» **Work task**:
Repeat word for word every line of the data below, from the first through the line containing "## Error Categories", and stop there.

» **Records provided**:
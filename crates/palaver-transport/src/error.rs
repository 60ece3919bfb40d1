// ============================================
// File: crates/palaver-transport/src/error.rs
// ============================================
//! # Transport Error Types
//!
//! ## Creation Reason
//! Defines error types for the chat-line layer: lines that cannot be
//! parsed, senders that cannot be resolved, and I/O on the binding.
//!
//! ## Error Categories
//! 1. **Parse Errors**: malformed lines, unresolvable sender tokens
//! 2. **Line I/O Errors**: send/receive failures, shutdown
//! 3. **Configuration Errors**: invalid line limits
//!
//! ## ⚠️ Important Note for Next Developer
//! - Parse errors must never be raised after any state was touched; the
//!   orchestrator relies on them being side-effect free
//!
//! ## Last Modified
//! v0.1.0 - Initial error definitions

use std::io;

use thiserror::Error;

use palaver_common::error::CommonError;

// ============================================
// Result Type Alias
// ============================================

/// Result type for transport operations.
pub type Result<T> = std::result::Result<T, TransportError>;

// ============================================
// TransportError
// ============================================

/// Transport layer error types.
#[derive(Error, Debug)]
pub enum TransportError {
    // ========================================
    // Parse Errors
    // ========================================

    /// Line does not have the `<sender> <COMMAND> <target> :<text>` shape.
    #[error("Malformed line: {reason}")]
    MalformedLine {
        /// What's wrong with the line
        reason: String,
    },

    /// Sender token does not follow the `:nick!user@host` convention.
    #[error("Unresolvable sender: {token:?}")]
    UnresolvableSender {
        /// The offending token
        token: String,
    },

    // ========================================
    // Line I/O Errors
    // ========================================

    /// Send operation failed.
    #[error("Failed to send to {target}: {reason}")]
    SendFailed {
        /// Destination nickname or channel
        target: String,
        /// Why send failed
        reason: String,
    },

    /// Receive operation failed.
    #[error("Failed to receive: {reason}")]
    ReceiveFailed {
        /// Why receive failed
        reason: String,
    },

    /// Transport is shutting down.
    #[error("Transport is shutting down")]
    ShuttingDown,

    // ========================================
    // Configuration Errors
    // ========================================

    /// Invalid configuration.
    #[error("Invalid configuration: {field} - {reason}")]
    InvalidConfig {
        /// Configuration field name
        field: String,
        /// Why it's invalid
        reason: String,
    },

    // ========================================
    // Wrapped Errors
    // ========================================

    /// I/O error from the system.
    #[error("I/O error: {context}")]
    Io {
        /// What was happening when the error occurred
        context: String,
        /// Underlying I/O error
        #[source]
        source: io::Error,
    },

    /// Error from common crate.
    #[error(transparent)]
    Common(#[from] CommonError),
}

impl TransportError {
    // ========================================
    // Convenience Constructors
    // ========================================

    /// Creates a `MalformedLine` error.
    pub fn malformed(reason: impl Into<String>) -> Self {
        Self::MalformedLine {
            reason: reason.into(),
        }
    }

    /// Creates an `UnresolvableSender` error.
    pub fn unresolvable(token: impl Into<String>) -> Self {
        Self::UnresolvableSender {
            token: token.into(),
        }
    }

    /// Creates an `Io` error with context.
    pub fn io(context: impl Into<String>, source: io::Error) -> Self {
        Self::Io {
            context: context.into(),
            source,
        }
    }

    /// Creates an `InvalidConfig` error.
    pub fn invalid_config(field: impl Into<String>, reason: impl Into<String>) -> Self {
        Self::InvalidConfig {
            field: field.into(),
            reason: reason.into(),
        }
    }

    // ========================================
    // Error Classification
    // ========================================

    /// Returns `true` if this error came from parsing a line.
    #[must_use]
    pub const fn is_parse_error(&self) -> bool {
        matches!(
            self,
            Self::MalformedLine { .. } | Self::UnresolvableSender { .. }
        )
    }

    /// Returns `true` if this error is transient and retryable.
    #[must_use]
    pub fn is_retryable(&self) -> bool {
        match self {
            Self::Io { source, .. } => matches!(
                source.kind(),
                io::ErrorKind::WouldBlock | io::ErrorKind::Interrupted | io::ErrorKind::TimedOut
            ),
            Self::SendFailed { .. } | Self::ReceiveFailed { .. } => true,
            _ => false,
        }
    }
}

// ============================================
// Error Conversions
// ============================================

impl From<io::Error> for TransportError {
    fn from(err: io::Error) -> Self {
        Self::Io {
            context: "unspecified I/O operation".into(),
            source: err,
        }
    }
}

// ============================================
// Tests
// ============================================

#[cfg(test)]
mod tests {
    use super::*;

    #[test]
    fn test_error_display() {
        let err = TransportError::unresolvable("irc.example.net");
        assert!(err.to_string().contains("irc.example.net"));

        let err = TransportError::malformed("missing text segment");
        assert!(err.to_string().contains("missing text segment"));
    }

    #[test]
    fn test_error_classification() {
        assert!(TransportError::malformed("x").is_parse_error());
        assert!(TransportError::unresolvable("x").is_parse_error());
        assert!(!TransportError::ShuttingDown.is_parse_error());

        let send = TransportError::SendFailed {
            target: "bob".into(),
            reason: "closed pipe".into(),
        };
        assert!(send.is_retryable());
    }

    #[test]
    fn test_io_error_conversion() {
        let io_err = io::Error::new(io::ErrorKind::Interrupted, "interrupted");
        let transport_err: TransportError = io_err.into();
        assert!(transport_err.is_retryable());
    }
}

» **The answer**:
filename crates/palaver-transport/src/error.rs
repository 60ece3919bfb40d1
// ============================================
// File: crates/palaver-transport/src/error.rs
// ============================================
//! # Transport Error Types
//!
//! ## Creation Reason
//! Defines error types for the chat-line layer: lines that cannot be
//! parsed, senders that cannot be resolved, and I/O on the binding.
//!
//! ## Error Categories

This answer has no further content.